| PROBLEM DESCRIPTION |
Each line of the records that holds "queue" should be shown in full.

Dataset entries
#[test]
fn test_crop_compute_on_blit_pipeline_is_capability_mismatch() {
    let _lock = gpu_test_lock().lock().unwrap_or_else(PoisonError::into_inner);
    let Some(ctx) = create_test_context() else { return };
    if !ctx.capabilities.supports_blit() {
        eprintln!("skipping: device cannot render into the surface format");
        return;
    }
    let pipeline = pipeline(&ctx, BackendPreference::Blit);

    let source = GpuSurface::upload(&ctx, &create_test_pattern(Dims::new(16, 16))).unwrap();
    let dst = GpuSurface::create(&ctx, Dims::square(4), "crop_dst").unwrap();
    let err = pipeline
        .crop_compute(&source, &dst, IVec2::ZERO, IVec2::new(4, 4))
        .unwrap_err();
    assert!(matches!(
        err,
        PrepError::CapabilityMismatch {
            backend: BackendKind::Compute,
            ..
        }
    ));
}

#[test]
fn test_device_without_compute_uses_blit() {
    let _lock = gpu_test_lock().lock().unwrap_or_else(PoisonError::into_inner);
    let Some(ctx) = create_test_context() else { return };
    let caps = DeviceCapabilities {
        compute_shaders: false,
        ..ctx.capabilities.clone()
    };
    let no_compute = GpuContext::with_capabilities(ctx.device.clone(), ctx.queue.clone(), caps);

    let forced = TransformPipeline::initialize(
        no_compute.clone(),
        Some(IMAGENET),
        PipelineConfig::default().with_backend(BackendPreference::Compute),
    );
    assert!(matches!(forced, Err(PrepError::CapabilityMismatch { .. })));

    if !ctx.capabilities.supports_blit() {
        eprintln!("skipping blit half: device cannot render into the surface format");
        return;
    }
    let pipeline = pipeline(&no_compute, BackendPreference::Auto);
    assert_eq!(pipeline.backend_kind(), BackendKind::Blit);
    assert!(!pipeline.supports_compute());
    assert_eq!(no_compute.tracker().live_buffers(), 0);
}

#[test]
fn test_blit_without_renderable_format_fails_cleanly() {
    let _lock = gpu_test_lock().lock().unwrap_or_else(PoisonError::into_inner);
    let Some(ctx) = create_test_context() else { return };

    // On the real device, a blit pipeline either builds or reports an error;
    // it never panics through the uncaptured-error handler.
    let real = TransformPipeline::initialize(
        ctx.clone(),
        Some(IMAGENET),
        PipelineConfig::default().with_backend(BackendPreference::Blit),
    );
    assert_eq!(real.is_ok(), ctx.capabilities.supports_blit());

    let caps = DeviceCapabilities {
        blit_supported: false,
        ..ctx.capabilities.clone()
    };
    let no_blit = GpuContext::with_capabilities(ctx.device.clone(), ctx.queue.clone(), caps);
    let forced = TransformPipeline::initialize(
        no_blit.clone(),
        Some(IMAGENET),
        PipelineConfig::default().with_backend(BackendPreference::Blit),
    );
    assert!(matches!(
        forced,
        Err(PrepError::CapabilityMismatch {
            backend: BackendKind::Blit,
            ..
        })
    ));

    let caps = DeviceCapabilities {
        compute_shaders: false,
        blit_supported: false,
        ..ctx.capabilities.clone()
    };
    let neither = GpuContext::with_capabilities(ctx.device.clone(), ctx.queue.clone(), caps);
    assert!(TransformPipeline::initialize(neither, None, PipelineConfig::default()).is_err());
}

| THE ANSWER |
    let no_compute = GpuContext::with_capabilities(ctx.device.clone(), ctx.queue.clone(), caps);
    let no_blit = GpuContext::with_capabilities(ctx.device.clone(), ctx.queue.clone(), caps);
    let neither = GpuContext::with_capabilities(ctx.device.clone(), ctx.queue.clone(), caps);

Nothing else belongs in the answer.